In addition to the deviation from Congress’s plan for (c)(4)s that has come about due to the interaction of the primary purpose test and post-Citizens United spending, the health of our democracy is suffering as well. Transparency in election spending is in decline. There has been a dramatic decrease in the percentage of outside political spending subject to full disclosure of the source of funds, from nearly 100% in 2004 down to approximately 40% in 2012.[9] At the same time, the dollar amount of anonymous outside spending or “dark money” has increased several times over in recent years, to more than $300 million in 2012.[10] That number does not even include so-called issue ads that attack or praise a candidate without expressly calling for a vote for or against the candidate, unless they were aired close to an election. And this massive spending was highly concentrated: the ten highest spending organizations accounted for over three-quarters of the total.[11]
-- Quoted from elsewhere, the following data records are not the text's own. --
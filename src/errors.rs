//! Structured compiler diagnostics.
//!
//! [`CompileError`] is the typed error surfaced at the CLI boundary,
//! grouped into four kinds: lexical, syntax, semantic, and I/O.

use std::fmt;
use std::path::PathBuf;

/// A single line (1-indexed) in the source file, with an optional column.
#[derive(Debug, Clone, Copy, PartialEq, Eq)]
pub struct SourceLocation {
    pub line: usize,
    pub column: Option<usize>,
}

impl SourceLocation {
    pub fn new(line: usize) -> Self {
        SourceLocation { line, column: None }
    }

    pub fn with_column(line: usize, column: usize) -> Self {
        SourceLocation {
            line,
            column: Some(column),
        }
    }
}

impl fmt::Display for SourceLocation {
    fn fmt(&self, f: &mut fmt::Formatter<'_>) -> fmt::Result {
        match self.column {
            Some(col) => write!(f, "line {}, col {}", self.line, col),
            None => write!(f, "line {}", self.line),
        }
    }
}

#[derive(Debug)]
pub enum CompileError {
    Lexical {
        message: String,
        location: Option<SourceLocation>,
    },
    Syntax {
        message: String,
        location: Option<SourceLocation>,
    },
    Semantic {
        message: String,
        location: Option<SourceLocation>,
    },
    Io {
        message: String,
        path: Option<PathBuf>,
    },
}

impl CompileError {
    pub fn lexical(message: impl Into<String>, location: Option<SourceLocation>) -> Self {
        CompileError::Lexical {
            message: message.into(),
            location,
        }
    }

    pub fn syntax(message: impl Into<String>, location: Option<SourceLocation>) -> Self {
        CompileError::Syntax {
            message: message.into(),
            location,
        }
    }

    pub fn semantic(message: impl Into<String>, location: Option<SourceLocation>) -> Self {
        CompileError::Semantic {
            message: message.into(),
            location,
        }
    }

    pub fn io(message: impl Into<String>, path: Option<PathBuf>) -> Self {
        CompileError::Io {
            message: message.into(),
            path,
        }
    }

    /// Promote a semantic-pass string error (the convention used internally
    /// by the memory manager, analyzer, and code generator) into a located
    /// `CompileError::Semantic`.
    pub fn from_semantic_str(message: String, location: Option<SourceLocation>) -> Self {
        CompileError::semantic(message, location)
    }
}

impl fmt::Display for CompileError {
    fn fmt(&self, f: &mut fmt::Formatter<'_>) -> fmt::Result {
        match self {
            CompileError::Lexical { message, location } => {
                write_located(f, location, "Lexical", message)
            }
            CompileError::Syntax { message, location } => {
                write_located(f, location, "Syntax", message)
            }
            CompileError::Semantic { message, location } => {
                write_located(f, location, "Semantic", message)
            }
            CompileError::Io { message, path } => match path {
                Some(p) => write!(f, "Io: {} ({})", message, p.display()),
                None => write!(f, "Io: {}", message),
            },
        }
    }
}

fn write_located(
    f: &mut fmt::Formatter<'_>,
    location: &Option<SourceLocation>,
    kind: &str,
    message: &str,
) -> fmt::Result {
    match location {
        Some(loc) => write!(f, "{}: {}: {}", loc, kind, message),
        None => write!(f, "{}: {}", kind, message),
    }
}

impl std::error::Error for CompileError {}

impl From<std::io::Error> for CompileError {
    fn from(e: std::io::Error) -> Self {
        CompileError::io(e.to_string(), None)
    }
}
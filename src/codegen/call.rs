//! CALL codegen: actuals are copied or their addresses are written into
//! the callee's fixed parameter cells before transferring control.

use crate::codegen::state::CodeGen;
use crate::memory::{FormalKind, ParamCells};

impl<'m> CodeGen<'m> {
    pub fn gen_call(&mut self, name: &str, actuals: &[String], line: usize) {
        let proc = self
            .memory
            .procedures
            .get(name)
            .expect("resolved by analyzer")
            .clone();

        for (actual, (kind, cells)) in actuals
            .iter()
            .zip(proc.formal_kinds.iter().zip(proc.param_cells.iter()))
        {
            match (kind, cells) {
                (FormalKind::Input, ParamCells::Scalar(target_cell)) => {
                    self.load_value(&crate::ast::Identifier::Scalar {
                        name: actual.clone(),
                        line,
                    });
                    self.emit(format!("STORE {}", target_cell));
                }
                (FormalKind::Scalar | FormalKind::Output, ParamCells::Scalar(target_cell)) => {
                    let symbol = self.memory.resolve(actual, line).expect("resolved by analyzer");
                    let scalar = symbol.as_scalar().expect("scalar actual");
                    if scalar.is_reference {
                        self.emit(format!("LOAD {}", scalar.cell));
                    } else {
                        self.gen_constant(scalar.cell as i64, "a");
                    }
                    self.emit(format!("STORE {}", target_cell));
                }
                (FormalKind::Array, ParamCells::Array { base, lo }) => {
                    let symbol = self.memory.resolve(actual, line).expect("resolved by analyzer");
                    let arr = symbol.as_array().expect("array actual");
                    if arr.is_reference {
                        self.emit(format!("LOAD {}", arr.base_cell));
                    } else {
                        self.gen_constant(arr.base_cell as i64, "a");
                    }
                    self.emit(format!("STORE {}", base));

                    if let Some(lo_cell) = arr.lo_cell {
                        self.emit(format!("LOAD {}", lo_cell));
                    } else {
                        self.gen_constant(arr.lo, "a");
                    }
                    self.emit(format!("STORE {}", lo));
                }
                _ => unreachable!("formal kind and cell layout always agree"),
            }
        }

        self.emit(format!("CALL {}", name));
    }
}
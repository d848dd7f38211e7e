//! Register-VM code generation.
//!
//! Split the way the front end is: one module per concern rather than
//! one large visitor. `program.rs` drives the walk and owns the skeleton
//! (`JUMP main_start; <procedures>; main_start: <main>; HALT`);
//! `expr.rs`/`arith.rs`/`condition.rs`/`control.rs`/`call.rs` each lower
//! one kind of construct. All of them are `impl CodeGen` blocks sharing
//! the state in `state.rs`.
//!
//! Output here is still symbolic: jump/call targets are label names,
//! not instruction indices. [`crate::label_resolver`] does that pass.

mod arith;
mod call;
mod condition;
mod control;
mod expr;
mod program;
mod state;

pub use program::generate;
pub use state::{CodeGen, RawLine};

#[cfg(test)]
mod tests {
    use super::*;
    use crate::analyzer::analyze;
    use crate::parser::Parser;

    fn generate_lines(src: &str) -> Vec<RawLine> {
        let program = Parser::new(src).unwrap().parse().unwrap();
        let mut analysis = analyze(&program).unwrap();
        generate(&program, &mut analysis.memory)
    }

    fn instrs(lines: &[RawLine]) -> Vec<&str> {
        lines
            .iter()
            .filter_map(|l| match l {
                RawLine::Instr(s) => Some(s.as_str()),
                RawLine::Label(_) => None,
            })
            .collect()
    }

    #[test]
    fn skeleton_jumps_to_main_and_halts() {
        let lines = generate_lines("PROGRAM IS a IN a := 1; END");
        assert!(matches!(&lines[0], RawLine::Instr(s) if s == "JUMP main_start"));
        assert!(matches!(lines.last().unwrap(), RawLine::Instr(s) if s == "HALT"));
        assert!(lines.contains(&RawLine::Label("main_start".to_string())));
    }

    #[test]
    fn constant_assignment_lowers_to_rst_shl_inc_store() {
        let lines = generate_lines("PROGRAM IS a IN a := 5; END");
        let code = instrs(&lines);
        assert!(code.iter().any(|l| l.starts_with("RST a")));
        assert!(code.iter().any(|l| *l == "SHL a"));
        assert!(code.iter().any(|l| *l == "INC a"));
        assert!(code.iter().any(|l| l.starts_with("STORE")));
    }

    #[test]
    fn write_emits_write_instruction() {
        let lines = generate_lines("PROGRAM IS a IN a := 1; WRITE a; END");
        assert!(instrs(&lines).contains(&"WRITE"));
    }

    #[test]
    fn read_emits_read_instruction() {
        let lines = generate_lines("PROGRAM IS a IN READ a; END");
        assert!(instrs(&lines).contains(&"READ"));
    }

    #[test]
    fn division_by_constant_power_of_two_uses_shr() {
        let lines = generate_lines("PROGRAM IS a, b IN a := 1; b := a / 4; END");
        assert!(instrs(&lines).iter().filter(|l| **l == "SHR a").count() >= 2);
    }

    #[test]
    fn procedure_call_emits_call_instruction() {
        let lines = generate_lines(
            "PROCEDURE p(x) IS IN x := x; END PROGRAM IS a IN a := 1; p(a); END",
        );
        assert!(instrs(&lines).contains(&"CALL p"));
    }

    #[test]
    fn procedure_entry_stores_return_address() {
        let lines = generate_lines(
            "PROCEDURE p(x) IS IN x := x; END PROGRAM IS a IN a := 1; p(a); END",
        );
        // proc label immediately followed by STORE (the return address cell).
        let idx = lines
            .iter()
            .position(|l| matches!(l, RawLine::Label(name) if name == "p"))
            .unwrap();
        assert!(matches!(&lines[idx + 1], RawLine::Instr(s) if s.starts_with("STORE")));
    }
}
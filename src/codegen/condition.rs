//! Condition codegen: every relational operator is built from saturating
//! subtraction. The VM has no comparison instruction, only `SUB` and the
//! zero/positive jumps.

use crate::ast::Condition;
use crate::codegen::state::CodeGen;

impl<'m> CodeGen<'m> {
    /// Emit code for `cond` that falls through when it's true and jumps
    /// to `jump_if_false` when it's false.
    pub fn gen_condition(&mut self, cond: &Condition, jump_if_false: &str) {
        let (op, left, right) = match cond {
            Condition::Eq(l, r) => ("EQ", l, r),
            Condition::Neq(l, r) => ("NEQ", l, r),
            Condition::Lt(l, r) => ("LT", l, r),
            Condition::Gt(l, r) => ("GT", l, r),
            Condition::Le(l, r) => ("LE", l, r),
            Condition::Ge(l, r) => ("GE", l, r),
        };

        self.gen_expression(left);
        self.emit("SWP c");
        self.gen_expression(right);
        self.emit("SWP d");
        // c = LHS, d = RHS

        match op {
            "EQ" => {
                self.check_diff("c", "d");
                self.emit(format!("JPOS {}", jump_if_false));
                self.check_diff("d", "c");
                self.emit(format!("JPOS {}", jump_if_false));
            }
            "NEQ" => {
                let true_label = self.fresh_label("cond_true");
                self.check_diff("c", "d");
                self.emit(format!("JPOS {}", true_label));
                self.check_diff("d", "c");
                self.emit(format!("JPOS {}", true_label));
                self.emit(format!("JUMP {}", jump_if_false));
                self.place_label(true_label);
            }
            "LT" => {
                self.check_diff("d", "c");
                self.emit(format!("JZERO {}", jump_if_false));
            }
            "GT" => {
                self.check_diff("c", "d");
                self.emit(format!("JZERO {}", jump_if_false));
            }
            "LE" => {
                self.check_diff("c", "d");
                self.emit(format!("JPOS {}", jump_if_false));
            }
            "GE" => {
                self.check_diff("d", "c");
                self.emit(format!("JPOS {}", jump_if_false));
            }
            _ => unreachable!(),
        }
    }

    /// a = max(reg_x - reg_y, 0)
    fn check_diff(&mut self, reg_x: &str, reg_y: &str) {
        self.emit("RST a");
        self.emit(format!("ADD {}", reg_x));
        self.emit(format!("SUB {}", reg_y));
    }
}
In fact, it seems that the difference in disclosure requirements is the reason that so much spending flows through nonprofits rather than political committees. One example illustrates both problems: the deviation from the statutory scheme and the dangers for our elections. In the spring of 2012, the executive director of a group that would spend millions on the election that year showed attendees at a luncheon ads attacking Barack Obama and then solicited contributions while promising, “We don’t make our donors’ names available.”[12] This group was apparently devoted to bringing about a particular outcome in the presidential election, not the general welfare of the community. And voters who saw the ads were kept in the dark about the identities of the funders and their agenda.

  1. A Clear Definition of Political Activity Will Benefit Social Welfare Organizations, and Ensure Fair and Uniform Enforcement of the Law

The NPRM would create a new, bright-line definition of “candidate-related political activity” for 501(c)(4)s to replace the current test that requires an individualized investigation into the facts and circumstances of each case. IRS rulemaking in this area is to be applauded. Clarity will make enforcement more predictable and efficient, and will limit the ability of political groups to abuse the (c)(4) form for political purposes. The rules should make clear that any nonprofit that exceeds the allowable amount of political activity has the option of registering as a 527 political committee or setting up a segregated fund registered as a 527 and disclosing only donors to that fund. With a clear definition and rules keeping 501(c) groups to no more than an insubstantial amount of political activity, substantial electioneering will be done through political committees subject to disclosure rules, as it should be.

Some have claimed that the IRS proposal is an attempt to give the agency the power to eliminate groups based on their political viewpoint. On the contrary, the creation of a bright line that will apply in the same way to everyone is the polar opposite of an attempt to target political enemies. A clear definition will reduce discretion and confusion, making it more likely that 501(c) groups will experience uniform and predictable enforcement.

In recent years, the lack of a clear definition of political activity has made it extremely difficult to ensure that social welfare organizations are legitimate nonprofits primarily devoted to furthering the common good, as required by law. It has created confusion, as organizations report different amounts of political spending to the IRS and the Federal Election Commission.[13] And reports indicate that some groups spend more than half of their expenditures on politics, raising the question of whether the current regime is an effective limit on 501(c)(4) political activity.[14] The lack of clarity makes enforcement by the agency time consuming and inconsistent, and it has led to accusations of political targeting.[15] Ambiguity regarding what constitutes political activity represents bad policy and makes it difficult for individuals and organizations to know what is expected of them, under both the tax code and the election code.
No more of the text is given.